Entries taken from a collection
##############################

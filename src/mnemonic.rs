//! # Recovery Phrases (BIP39)
//!
//! Mnemonic phrases that stretch into a 32-byte key seed.
//!
//! ```text
//! ┌─────────────────────────────────────────────────────────────────────────┐
//! │                      PHRASE TO KEY SEED                                 │
//! ├─────────────────────────────────────────────────────────────────────────┤
//! │                                                                         │
//! │  "abandon abandon ... about"   (any text, used byte for byte)           │
//! │                │                                                        │
//! │                ▼                                                        │
//! │  PBKDF2-HMAC-SHA512(                                                    │
//! │    password   = phrase,                                                 │
//! │    salt       = "mnemonic" ‖ password,                                  │
//! │    iterations = 2048,                                                   │
//! │  )  → 64 bytes                                                          │
//! │                │                                                        │
//! │                ▼                                                        │
//! │  first 32 bytes ─────────► seed for PrivateKey::from_bytes              │
//! │                                                                         │
//! └─────────────────────────────────────────────────────────────────────────┘
//! ```
//!
//! | Aspect | Measure |
//! |--------|---------|
//! | Generated entropy | 256 bits (24 words) |
//! | Checksum | Validated by [`RecoveryPhrase::from_phrase`], not by [`to_seed`] |
//! | Display | [`RecoveryPhrase`] redacts itself in `Debug` |

use bip39::{Language, Mnemonic};
use rand_core::CryptoRngCore;
use sha2::Sha512;
use zeroize::{ZeroizeOnDrop, Zeroizing};

use crate::error::{Error, Result};

/// Number of words in a generated phrase
pub const WORD_COUNT: usize = 24;

/// Size of the stretched key seed in bytes
pub const SEED_SIZE: usize = 32;

/// Entropy size in bytes for 24 words (256 bits)
const ENTROPY_BYTES: usize = 32;

/// PBKDF2 rounds for seed stretching
const PBKDF2_ROUNDS: u32 = 2048;

/// A validated English BIP39 phrase
///
/// ## Security Warning
///
/// The phrase recovers every key derived from it. Never log it.
#[derive(Clone, ZeroizeOnDrop)]
pub struct RecoveryPhrase {
    #[zeroize(skip)] // bip39::Mnemonic doesn't implement Zeroize
    mnemonic: Mnemonic,
}

impl RecoveryPhrase {
    /// Generate a new 24-word phrase
    pub fn generate(rng: &mut impl CryptoRngCore) -> Result<Self> {
        let mut entropy = Zeroizing::new([0u8; ENTROPY_BYTES]);
        rng.fill_bytes(entropy.as_mut_slice());

        let mnemonic = Mnemonic::from_entropy_in(Language::English, entropy.as_slice())
            .map_err(|e| Error::KeyDerivationFailed(format!("Failed to generate mnemonic: {}", e)))?;

        Ok(Self { mnemonic })
    }

    /// Parse and validate a phrase (word list and checksum)
    pub fn from_phrase(phrase: &str) -> Result<Self> {
        let mnemonic = Mnemonic::parse_in_normalized(Language::English, phrase)
            .map_err(|e| Error::InvalidRecoveryPhrase(e.to_string()))?;

        Ok(Self { mnemonic })
    }

    /// Number of words in this phrase
    pub fn word_count(&self) -> usize {
        self.mnemonic.word_count()
    }

    /// Get the words
    pub fn words(&self) -> Vec<&'static str> {
        self.mnemonic.words().collect()
    }

    /// Get the phrase as a single string
    ///
    /// ## Security Warning
    ///
    /// Only use this for display to the user.
    pub fn phrase(&self) -> String {
        self.mnemonic.to_string()
    }

    /// Stretch into a 32-byte seed
    pub fn to_seed(&self, password: &str) -> Zeroizing<[u8; SEED_SIZE]> {
        let phrase = Zeroizing::new(self.phrase());
        to_seed(&phrase, password)
    }
}

impl std::fmt::Debug for RecoveryPhrase {
    fn fmt(&self, f: &mut std::fmt::Formatter<'_>) -> std::fmt::Result {
        write!(f, "RecoveryPhrase([REDACTED])")
    }
}

/// Stretch `phrase` into a 32-byte seed
///
/// The phrase is not checked against the word list. Parse it with
/// [`RecoveryPhrase::from_phrase`] first when it comes from a user.
pub fn to_seed(phrase: &str, password: &str) -> Zeroizing<[u8; SEED_SIZE]> {
    let salt = Zeroizing::new(format!("mnemonic{}", password));

    let mut seed = Zeroizing::new([0u8; SEED_SIZE]);
    pbkdf2::pbkdf2_hmac::<Sha512>(
        phrase.as_bytes(),
        salt.as_bytes(),
        PBKDF2_ROUNDS,
        seed.as_mut_slice(),
    );
    seed
}

/// Generate a new 24-word phrase
pub fn generate(rng: &mut impl CryptoRngCore) -> Result<RecoveryPhrase> {
    RecoveryPhrase::generate(rng)
}

// ============================================================================
// TESTS
// ============================================================================

#[cfg(test)]
mod tests {
    use super::*;
    use crate::keys::{KeyKind, PrivateKey};
    use rand::SeedableRng;
    use rand_chacha::ChaCha20Rng;

    const ABANDON_ABOUT: &str = "abandon abandon abandon abandon abandon abandon \
                                 abandon abandon abandon abandon abandon about";

    #[test]
    fn test_known_seed() {
        assert_eq!(
            hex::encode(*to_seed(ABANDON_ABOUT, "")),
            "5eb00bbddcf069084889a8ab9155568165f5c453ccb85e70811aaed6f6da5fc1"
        );
    }

    #[test]
    fn test_known_seed_with_password() {
        assert_eq!(
            hex::encode(*to_seed(ABANDON_ABOUT, "TREZOR")),
            "c55257c360c07c72029aebc1b53c05ed0362ada38ead3e3e9efa3708e5349553"
        );
    }

    #[test]
    fn test_generate() {
        let mut rng = ChaCha20Rng::seed_from_u64(24);
        let phrase = generate(&mut rng).unwrap();
        assert_eq!(phrase.word_count(), WORD_COUNT);

        let parsed = RecoveryPhrase::from_phrase(&phrase.phrase()).unwrap();
        assert_eq!(*parsed.to_seed(""), *phrase.to_seed(""));
    }

    #[test]
    fn test_seed_makes_usable_keys() {
        let seed = to_seed(ABANDON_ABOUT, "");
        for kind in KeyKind::ALL {
            assert!(PrivateKey::from_bytes(kind, seed.as_slice()).is_ok());
        }
    }

    #[test]
    fn test_known_seed_deputy_other() {
        let phrase = "deputy other grain consider empty next inform myself combine dish \
                      parent maple priority outdoor inherit lonely battle add humble jar \
                      silly tank item balance";
        assert_eq!(
            *to_seed(phrase, ""),
            [
                196, 61, 147, 66, 207, 131, 22, 179, 98, 3, 83, 23, 116, 171, 96, 65, 14, 243,
                147, 40, 21, 137, 42, 185, 147, 169, 115, 33, 38, 53, 82, 88
            ]
        );
    }

    #[test]
    fn test_to_seed_accepts_any_text() {
        let seed = to_seed("any arbitrary passphrase string", "");
        assert_ne!(*seed, [0u8; SEED_SIZE]);
        assert_ne!(*seed, *to_seed("any arbitrary passphrase string", "salt"));
        assert!(RecoveryPhrase::from_phrase("any arbitrary passphrase string").is_err());
    }

    #[test]
    fn test_invalid_phrases() {
        let bad_checksum = "abandon abandon abandon abandon abandon abandon \
                            abandon abandon abandon abandon abandon abandon";
        assert!(matches!(
            RecoveryPhrase::from_phrase(bad_checksum),
            Err(Error::InvalidRecoveryPhrase(_))
        ));
        assert!(matches!(
            RecoveryPhrase::from_phrase("notaword abandon abandon"),
            Err(Error::InvalidRecoveryPhrase(_))
        ));
        assert!(matches!(
            RecoveryPhrase::from_phrase(""),
            Err(Error::InvalidRecoveryPhrase(_))
        ));
    }

    #[test]
    fn test_debug_redacts() {
        let phrase = RecoveryPhrase::from_phrase(ABANDON_ABOUT).unwrap();
        let debug = format!("{:?}", phrase);
        assert!(debug.contains("REDACTED"));
        assert!(!debug.contains("abandon"));
    }
}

##############################

▸ **Task directions**: Provide only the number of lines above that contain the word "PrivateKey".

▸ **Solution to this task**: 3